Can’t help with the Ruger. Autos are not my forte but Ruger does have a good reputation for quality firearms. The S&W N frame is a lot of gun. General rule of thumb with S&W is, the older the better. Unless you have a real need for stainless, you should be able to find a used model 29 for reasonable money. The Dirty Harry movie(s) made them very popular guns and around here, they pop up frequently. Most don’t have too many rounds down them. The 44 mag is an expensive round to shoot and unless you handload, you have limited factory choices. The 45acp is relatively cheap to shoot and there are many factory loads available. If you want to get the best of both worlds, check out the S&W model 625 in 45acp. Use them mostly for pin shoots. They are fast to reload and just fun to shoot. JM is pretty good with his. 

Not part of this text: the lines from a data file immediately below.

//! Sync command implementation

use crate::config::Settings;
use anyhow::Result;
use shiori_core::{
    add_for_user, reconcile, AddOutcome, Manga, MangaFilter, ShioriError, StoreClient, StoreError,
};
use shiori_store::SqliteStore;
use std::path::Path;
use tracing::{debug, warn};

/// Reconcile the library file against the database and persist both sides
pub fn sync(settings: &Settings, manga_file: Option<&Path>) -> Result<()> {
    let (path, mut library) = super::load_library(settings, manga_file)?;
    let mut store = SqliteStore::open(&settings.database)?;

    let user = library.user.clone();
    let db_mangas = store.read_get(&user)?;
    let outcome = reconcile(&user, std::mem::take(&mut library.mangas), db_mangas)?;
    library.mangas = outcome.mangas;
    let mut dirty = outcome.dirty;

    let create_count = outcome.db_creates.len();
    if !outcome.db_creates.is_empty() {
        debug!(
            "missing from db:\n{}",
            super::format_mangas(&outcome.db_creates)
        );
    }
    for mut pending in outcome.db_creates {
        let settled = match add_for_user(&mut store, &user, &mut pending) {
            Ok(AddOutcome::Added) => true,
            Ok(AddOutcome::Ambiguous(found)) => {
                warn!(
                    name = %pending.name,
                    matches = found.len(),
                    "several stored titles match, not syncing this one"
                );
                false
            }
            Err(ShioriError::Store(StoreError::Conflict(_))) => {
                // title already in the store for this reader; resolve the
                // stored identity, then push progress instead
                if let Some(stored) = store
                    .manga_get(&MangaFilter::by_name(&pending.name))?
                    .into_iter()
                    .next()
                {
                    pending.uuid = stored.uuid;
                    pending.created = stored.created;
                }
                if pending.chapter.is_some() {
                    store.read_update(&user, &pending)?;
                }
                true
            }
            Err(e) => return Err(e.into()),
        };
        // the store owns identity fields; carry them into the file copy
        if settled && adopt_identity(&mut library.mangas, &pending) {
            dirty = true;
        }
    }

    if !outcome.db_updates.is_empty() {
        debug!(
            "update in db:\n{}",
            super::format_mangas(&outcome.db_updates)
        );
    }
    for row in &outcome.db_updates {
        store.read_update(&user, row)?;
    }
    store.commit()?;

    if dirty {
        library.save(&path, true)?;
    }
    println!(
        "Synced: {} updated in db, {} created, file {}",
        outcome.db_updates.len(),
        create_count,
        if dirty { "rewritten" } else { "unchanged" }
    );
    Ok(())
}

/// Carry store-assigned identity fields into the matching file entry
fn adopt_identity(mangas: &mut [Manga], pending: &Manga) -> bool {
    let Some(mine) = mangas.iter_mut().find(|m| m.key() == pending.key()) else {
        return false;
    };
    if mine.uuid.is_none() && pending.uuid.is_some() {
        mine.uuid = pending.uuid;
        mine.created = pending.created;
        return true;
    }
    false
}

#[cfg(test)]
mod tests {
    use super::*;
    use chrono::Utc;
    use uuid::Uuid;

    #[test]
    fn test_adopt_identity_fills_uuid_and_created() {
        let mut mine = Manga::new("Dai Dark");
        mine.chapter = Some(3.0);
        let mut pending = mine.clone();
        pending.uuid = Some(Uuid::new_v4());
        pending.created = Some(Utc::now().naive_utc());

        let mut mangas = vec![mine];
        assert!(adopt_identity(&mut mangas, &pending));
        assert_eq!(mangas[0].uuid, pending.uuid);
        assert_eq!(mangas[0].created, pending.created);

        // an entry that already has its identity is left alone
        assert!(!adopt_identity(&mut mangas, &pending));
    }

    #[test]
    fn test_adopt_identity_ignores_unknown_titles() {
        let mut pending = Manga::new("Elsewhere");
        pending.uuid = Some(Uuid::new_v4());
        let mut mangas = vec![Manga::new("Dai Dark")];
        assert!(!adopt_identity(&mut mangas, &pending));
        assert!(mangas[0].uuid.is_none());
    }
}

World Record 12 Shots In Under 3 Seconds - YouTube


----------



## promac850 (Aug 16, 2011)

I have done lots of reading on 1911's... and I am going to try to convince my pops to pick up an Argentine 1911, that was formerly a police sidearm... I asked if it was reliable, and the guy running the gun shop said "It rattles." 

Sure enough, I go do some searching, and that reveals tight 1911's like most Kimbers and such are very fussy about what ammo you put into them... whereas older and looser manufactured 1911's usually feed flawlessly with just about anything you throw in the magazine, and are much more reliable. 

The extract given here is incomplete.